The TTL level is the right foundation for that. If we could go down to the NMOS level or so for 3D printing, that would be even better. We'll see what the future shows.

1 comments

You've been able to build your own hardware from 74xx series chips for decades now, infact about half a century! Infact, that was the only option you had back in the day. This is retro rather than new, like making a ham radio out of thermionic valves, say. Nothing new, but kinda cool and certainly educational if you're new to the field.

I think that's why the GP took objection to your rather statesmanly proclamation that this was heralding some kind of revolution in open hardware. It isn't, it's just a rather neat project.
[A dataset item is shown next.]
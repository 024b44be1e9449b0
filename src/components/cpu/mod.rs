// CPU components module
pub mod sequencer;

pub use sequencer::{assemble, Instruction, Sequencer};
However, in your followup comment I definitely agree with you in that as soon as I can fab my own silicon in my garage, the world will be my mollusc. But we're pretty close nowadays with a $20 FPGA from digikey.

Come now, 74xx series chips hardly suffice. Exorbitantly expensive, difficult to source, impractical packages, copyrighted closed-source design... ;)
diy silicon is definitely a cool concept but this project, while cool in itself, is not a step towards that goal. and that was (one of) my issue with GP post.
I understand what you mean, and you are basically correct. But nevertheless I see this project as a milestone as it helps to focus on selfmade FPGAs instead of soldering TTL chips to copy some hard wired retro systems.

If we someday will be able to print our own chips then they will surely be FPGAs because debugging and reprinting hardwired chips would be likely too expensive.